Engineers finally figured out how to siphon some of the oil that has been spewing into the Gulf for almost a month, but it may be too late to stop the ooze from reaching a major ocean current that could carry it through the Florida Keys and up the East Coast.
After weeks of failed attempts, BP PLC crews on Sunday hooked up a 1.6km long tube to funnel the crude from a blown well into a tanker ship.
However, experts continued to express concern as to the uncertain ecological impact of the spill.
Dean of the University of South Florida’s College of Marine Science, William Hogarth said one computer model shows oil has already entered the loop current, while a second shows the oil just 4.8 kilometers from it.
“This can’t be passed off as ‘it’s not going to be a problem’ ... This is a very sensitive area. We are concerned with what happens in the Florida Keys,” Hogarth said.

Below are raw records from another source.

//! The Package Universe (spec.md §4.B): a multi-origin candidate graph
//! keyed by uid, with upgrade-candidate discovery and deterministic
//! candidate selection.

use crate::arena::{Chain, ItemId, UniverseItem};
use crate::package::{Package, Uid};
use crate::store::{MatchKind, PackageStore};
use ahash::AHashMap;
use depsolve_core::{Error, PkgVersion, Result};
use std::cmp::Ordering;
use std::sync::Arc;
use tracing::{debug, trace};

/// Result of `Universe::add`. A duplicate digest is an expected outcome, not
/// a failure (spec.md §4.B).
#[derive(Debug, Clone, Copy)]
pub enum AddOutcome {
    Inserted(ItemId),
    Existing(ItemId),
}

impl AddOutcome {
    #[must_use]
    pub const fn item_id(self) -> ItemId {
        match self {
            Self::Inserted(id) | Self::Existing(id) => id,
        }
    }
}

/// The multi-origin candidate graph.
pub struct Universe {
    store: Arc<dyn PackageStore>,
    arena: Vec<UniverseItem>,
    chains: AHashMap<Uid, Chain>,
}

impl std::fmt::Debug for Universe {
    fn fmt(&self, f: &mut std::fmt::Formatter<'_>) -> std::fmt::Result {
        f.debug_struct("Universe")
            .field("items", &self.arena.len())
            .field("chains", &self.chains.len())
            .finish()
    }
}

impl Universe {
    #[must_use]
    pub fn new(store: Arc<dyn PackageStore>) -> Self {
        Self {
            store,
            arena: Vec::new(),
            chains: AHashMap::new(),
        }
    }

    #[must_use]
    pub fn item(&self, id: ItemId) -> &UniverseItem {
        &self.arena[id.0 as usize]
    }

    /// Every `(ItemId, &UniverseItem)` pair in the arena, in insertion order.
    /// Used by the SAT encoder's Depend/Explicit-conflict/Require-Provide
    /// clause families, which must walk every candidate regardless of chain.
    pub fn iter_items(&self) -> impl Iterator<Item = (ItemId, &UniverseItem)> {
        self.arena
            .iter()
            .enumerate()
            .map(|(i, item)| (ItemId(u32::try_from(i).expect("arena index fits u32")), item))
    }

    /// Every uid chain currently in the universe. Used by the SAT encoder's
    /// Chain-conflict clause family (at most one candidate per uid may be
    /// installed).
    #[must_use]
    pub fn chains(&self) -> &AHashMap<Uid, Chain> {
        &self.chains
    }

    /// Reset all per-pass mutable state (priority/processed) ahead of a new
    /// SAT encoding pass; the universe itself (chains, packages) is not
    /// rebuilt within a single `solve()` call (spec.md §5).
    pub fn reset_pass_state(&self) {
        for item in &self.arena {
            item.reset_pass_state();
        }
    }

    /// Insert `pkg` into its uid chain. Computes the digest if missing,
    /// dedups by digest within the chain, and returns the new or existing
    /// item (spec.md §4.B). Only a digest-computation failure is a true
    /// error; a duplicate digest is `AddOutcome::Existing`, not an error.
    pub fn add(&mut self, pkg: Package) -> Result<AddOutcome> {
        let uid = pkg.uid.clone();

        if pkg.digest().is_none() {
            let digest = compute_digest(&pkg)?;
            pkg.set_digest(digest);
        }
        let digest = pkg.digest().expect("digest set above");

        if let Some(chain) = self.chains.get(&uid) {
            for &existing_id in chain {
                if let Some(existing_digest) = self.arena[existing_id.0 as usize].pkg.digest()
                    && existing_digest == digest
                {
                    trace!(uid = %uid, "duplicate digest, reusing existing item");
                    return Ok(AddOutcome::Existing(existing_id));
                }
            }
        }

        let id = ItemId(u32::try_from(self.arena.len()).expect("universe arena overflow"));
        self.arena.push(UniverseItem::new(Arc::new(pkg)));
        self.chains.entry(uid).or_default().push(id);

        Ok(AddOutcome::Inserted(id))
    }

    /// O(1) head lookup for a uid's chain.
    #[must_use]
    pub fn find(&self, uid: &Uid) -> Option<&Chain> {
        self.chains.get(uid)
    }

    /// Convenience: the `Installed` member of a uid's chain, loading it from
    /// the local store if the chain doesn't exist yet.
    pub fn get_local(&mut self, uid: &Uid) -> Option<Arc<Package>> {
        if let Some(chain) = self.chains.get(uid) {
            for &id in chain {
                let item = &self.arena[id.0 as usize];
                if item.pkg.kind == crate::package::PackageType::Installed {
                    return Some(Arc::clone(&item.pkg));
                }
            }
            return None;
        }

        let found = self
            .store
            .query(uid.as_str(), MatchKind::Exact)
            .into_iter()
            .find(|p| p.kind == crate::package::PackageType::Installed)?;

        let pkg = Arc::try_unwrap(found).unwrap_or_else(|arc| (*arc).clone_shallow());
        match self.add(pkg) {
            Ok(outcome) => Some(Arc::clone(&self.arena[outcome.item_id().0 as usize].pkg)),
            Err(e) => {
                debug!(uid = %uid, error = %e, "failed to add local package to universe");
                None
            }
        }
    }

    /// Discover and insert every remote that would upgrade `local` under
    /// `uid`, plus `local` itself. Returns the chain once populated, or
    /// `None` if no remote is an upgrade and `force` is false (spec.md
    /// §4.B).
    ///
    /// `pinned_version`, when set, restricts the remotes considered to
    /// exactly that version (e.g. `pkg install foo-1.2.3`): remotes at any
    /// other version are skipped entirely, as if the repository didn't
    /// carry them. `local` is still inserted regardless of the pin.
    pub fn upgrade_candidates(
        &mut self,
        uid: &Uid,
        local: Option<&Package>,
        force: bool,
        pinned_version: Option<&PkgVersion>,
    ) -> Option<Chain> {
        if let Some(chain) = self.chains.get(uid) {
            return Some(chain.clone());
        }

        let remotes = self
            .store
            .repo_names()
            .into_iter()
            .flat_map(|repo| {
                self.store
                    .repo_query(uid.as_str(), MatchKind::Exact, &repo)
            })
            .collect::<Vec<_>>();

        let mut any_upgrade = false;
        for remote in &remotes {
            if let Some(pinned) = pinned_version
                && remote.version.compare(pinned) != Ordering::Equal
            {
                trace!(uid = %uid, "remote skipped, does not match pinned version");
                continue;
            }

            let is_upgrade = match local {
                Some(l) => need_upgrade(remote, l),
                None => true,
            };
            if is_upgrade || force {
                any_upgrade |= is_upgrade;
                let owned = (**remote).clone_shallow();
                if let Err(e) = self.add(owned) {
                    debug!(uid = %uid, error = %e, "failed to add remote candidate");
                }
            }
        }

        if let Some(l) = local {
            let owned = l.clone_shallow();
            if let Err(e) = self.add(owned) {
                debug!(uid = %uid, error = %e, "failed to add local candidate");
            }
        }

        if !any_upgrade && !force {
            return None;
        }

        self.chains.get(uid).cloned()
    }

    /// Deterministic pick among a chain's candidates (spec.md §4.B).
    #[must_use]
    pub fn select_candidate<'a>(
        &'a self,
        chain: &Chain,
        local: Option<&Package>,
        conservative: bool,
        reponame: Option<&str>,
        pinning: bool,
    ) -> Option<&'a UniverseItem> {
        let mut candidates: Vec<&UniverseItem> =
            chain.iter().map(|&id| &self.arena[id.0 as usize]).collect();

        if pinning
            && let Some(repo) = reponame
        {
            let pinned: Vec<&UniverseItem> = candidates
                .iter()
                .copied()
                .filter(|item| item.pkg.repo_name.as_deref() == Some(repo))
                .collect();
            if !pinned.is_empty() {
                candidates = pinned;
            }
        }

        if conservative
            && let Some(local_pkg) = local
        {
            if let Some(local_digest) = local_pkg.digest()
                && let Some(item) = candidates
                    .iter()
                    .find(|item| item.pkg.digest().as_deref() == Some(&*local_digest))
            {
                return Some(item);
            }
            if let Some(item) = candidates
                .iter()
                .find(|item| item.pkg.version == local_pkg.version)
            {
                return Some(item);
            }
        }

        let repo_names = self.store.repo_names();
        let repo_priority = |item: &UniverseItem| -> usize {
            item.pkg
                .repo_name
                .as_ref()
                .and_then(|r| repo_names.iter().position(|n| n.as_ref() == r.as_ref()))
                .unwrap_or(usize::MAX)
        };

        candidates.sort_by(|a, b| {
            b.pkg
                .version
                .compare(&a.pkg.version)
                .then_with(|| repo_priority(a).cmp(&repo_priority(b)))
                .then_with(|| a.pkg.uid.cmp(&b.pkg.uid))
        });

        candidates.into_iter().next()
    }
}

The damage is already done, the only remaining question is how much more is to come, said Paul Montagna from the Harte Research Institute for Gulf of Mexico Studies at Texas A&M University.

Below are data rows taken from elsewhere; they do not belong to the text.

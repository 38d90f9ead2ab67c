//! The package universe: multi-origin candidate discovery keyed by uid
//! (spec.md §4.B), plus the collaborator interfaces it queries against
//! (spec.md §6).

#![warn(clippy::all)]
#![allow(clippy::module_name_repetitions)]

mod arena;
mod package;
mod store;
mod universe;

pub use arena::{Chain, ItemId, UniverseItem};
pub use package::{ConflictKind, DepRef, Package, PackageBuilder, PackageType, Uid};
pub use store::{FetchTransport, LoadMask, LockMode, MatchKind, PackageStore};
pub use universe::{AddOutcome, Universe, need_upgrade};
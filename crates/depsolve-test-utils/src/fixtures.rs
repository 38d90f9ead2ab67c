//! Pre-built package sets for the concrete resolution scenarios a test
//! might want to reach for directly instead of constructing packages by
//! hand every time (spec.md §8's "Concrete scenarios").

use depsolve_core::PkgVersion;
use depsolve_universe::{DepRef, Package, PackageBuilder, PackageType, Uid};
use std::sync::Arc;

fn v(s: &str) -> PkgVersion {
    PkgVersion::parse(s).expect("fixture version literals are valid")
}

fn dep(name: &str) -> DepRef {
    DepRef {
        uid: Uid::new(name),
        name: Arc::from(name),
        version: None,
    }
}

/// Scenario 1: a remote `foo-1.0` depending on `bar`, and the `bar-2.0` it
/// should resolve to. Nothing is installed yet.
#[must_use]
pub struct SimpleInstallWithDep {
    pub foo: Package,
    pub bar: Package,
}

#[must_use]
pub fn simple_install_with_dep() -> SimpleInstallWithDep {
    SimpleInstallWithDep {
        foo: PackageBuilder::new(Uid::new("foo"), "foo", v("1.0"), PackageType::Remote).dep(dep("bar")).build(),
        bar: PackageBuilder::new(Uid::new("bar"), "bar", v("2.0"), PackageType::Remote).build(),
    }
}

/// Scenario 2: an installed `libA-1`/`libB-1` pair (`libB` depends on
/// `libA`), and the `libA-2`/`libB-2` remote pair that should replace them.
/// The old/new instances share a uid chain, so their remove-before-install
/// ordering comes from the scheduler's split-upgrade `xlink` pairing
/// (spec.md §4.G rule 4), not from `Package::conflicts` (which is keyed by
/// *other* uids and has no way to represent a same-chain collision).
#[must_use]
pub struct UpgradeWithConflictSplit {
    pub lib_a_old: Package,
    pub lib_b_old: Package,
    pub lib_a_new: Package,
    pub lib_b_new: Package,
}

#[must_use]
pub fn upgrade_with_conflict_split() -> UpgradeWithConflictSplit {
    UpgradeWithConflictSplit {
        lib_a_old: PackageBuilder::new(Uid::new("libA"), "libA", v("1"), PackageType::Installed).build(),
        lib_b_old: PackageBuilder::new(Uid::new("libB"), "libB", v("1"), PackageType::Installed).dep(dep("libA")).build(),
        lib_a_new: PackageBuilder::new(Uid::new("libA"), "libA", v("2"), PackageType::Remote).build(),
        lib_b_new: PackageBuilder::new(Uid::new("libB"), "libB", v("2"), PackageType::Remote).dep(dep("libA")).build(),
    }
}

/// Scenario 3: a locked installed `foo-1` and the `foo-2` remote candidate
/// an upgrade request should be rejected against.
#[must_use]
pub struct LockedBlocksUpgrade {
    pub foo_old: Package,
    pub foo_new: Package,
}

#[must_use]
pub fn locked_blocks_upgrade() -> LockedBlocksUpgrade {
    LockedBlocksUpgrade {
        foo_old: PackageBuilder::new(Uid::new("foo"), "foo", v("1"), PackageType::Installed).locked(true).build(),
        foo_new: PackageBuilder::new(Uid::new("foo"), "foo", v("2"), PackageType::Remote).build(),
    }
}

/// Scenario 4: an automatically-installed leaf `lib` with no remaining
/// reverse dependency, alongside the manually-installed `app` that used to
/// depend on it.
#[must_use]
pub struct AutoremoveOfAutomaticLeaf {
    pub app: Package,
    pub lib: Package,
}

#[must_use]
pub fn autoremove_of_automatic_leaf() -> AutoremoveOfAutomaticLeaf {
    let app = PackageBuilder::new(Uid::new("app"), "app", v("1.0"), PackageType::Installed).automatic(false).build();
    let lib = PackageBuilder::new(Uid::new("lib"), "lib", v("1.0"), PackageType::Installed).automatic(true).build();
    lib.set_rdeps(Vec::new());
    AutoremoveOfAutomaticLeaf { app, lib }
}

/// Scenario 5: two undominated remote candidates for the same uid chain,
/// neither depended on by anything else.
#[must_use]
pub struct SatRequestInternalChoice {
    pub openssl_1_1: Package,
    pub openssl_3_0: Package,
}

#[must_use]
pub fn sat_request_internal_choice() -> SatRequestInternalChoice {
    SatRequestInternalChoice {
        openssl_1_1: PackageBuilder::new(Uid::new("openssl"), "openssl", v("1.1"), PackageType::Remote).build(),
        openssl_3_0: PackageBuilder::new(Uid::new("openssl"), "openssl", v("3.0"), PackageType::Remote).build(),
    }
}

/// Scenario 6: an installed `A-1`/`B-1` pair depending on each other, and
/// the `A-2`/`B-2` remote pair that preserves the cycle, forcing the
/// scheduler to split one of the two upgrades.
#[must_use]
pub struct CycleResolution {
    pub a_old: Package,
    pub b_old: Package,
    pub a_new: Package,
    pub b_new: Package,
}

#[must_use]
pub fn cycle_resolution() -> CycleResolution {
    CycleResolution {
        a_old: PackageBuilder::new(Uid::new("A"), "A", v("1"), PackageType::Installed).dep(dep("B")).build(),
        b_old: PackageBuilder::new(Uid::new("B"), "B", v("1"), PackageType::Installed).dep(dep("A")).build(),
        a_new: PackageBuilder::new(Uid::new("A"), "A", v("2"), PackageType::Remote).dep(dep("B")).build(),
        b_new: PackageBuilder::new(Uid::new("B"), "B", v("2"), PackageType::Remote).dep(dep("A")).build(),
    }
}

BP previously said the tube, if successful, was expected to collect most of the oil gushing from the well. The first chance to choke off the flow for good should come in about a week. Engineers plan to shoot heavy mud into the crippled blowout preventer on top of the well, then permanently entomb the leak in concrete. If that doesn’t work, crews also can shoot golf balls and knotted rope into the nooks and crannies of the device to plug it, BP’s senior vice president for exploration and production Kent Wells said.
Top officials in US President Barack Obama’s administration urged caution
“We will not rest until BP permanently seals the wellhead, the spill is cleaned up and the communities and natural resources of the Gulf Coast are restored and made whole,” Secretary of Homeland Security Janet Napolitano and Secretary of the Interior Ken Salazar said in a joint statement.
Meanwhile, researchers said huge underwater plumes of oil discovered in recent days could poison and suffocate sea life across the food chain, with damage that could endure for a decade or more.
Professor of marine sciences at the University of Georgia, Samantha Joye described the hazards of the oil plumes as twofold. The oil itself can prove toxic to fish, while vast amounts of oxygen is also being sucked from the water by microbes that eat oil. Dispersants used to fight the oil also are food for the microbes, speeding up oxygen depletion.
The government initially estimated the spill at 794,913 liters a day, a figure that has since been questioned by some scientists who fear it could be far more. BP executives have stood by the estimate while acknowledging there’s no way to know for sure.
Steve Shepard, chairman of the Gulf Coast group of the Sierra Club in Mississippi, said the BP solution to siphon off some of the oil as “hopefully the beginning of the end of this leak.”
He, like others, expressed concern that much more than that estimated is leaking and that the long-term damage is hard to measure.
“We have a lot to be worried about ... We are in uncharted territory,” he said.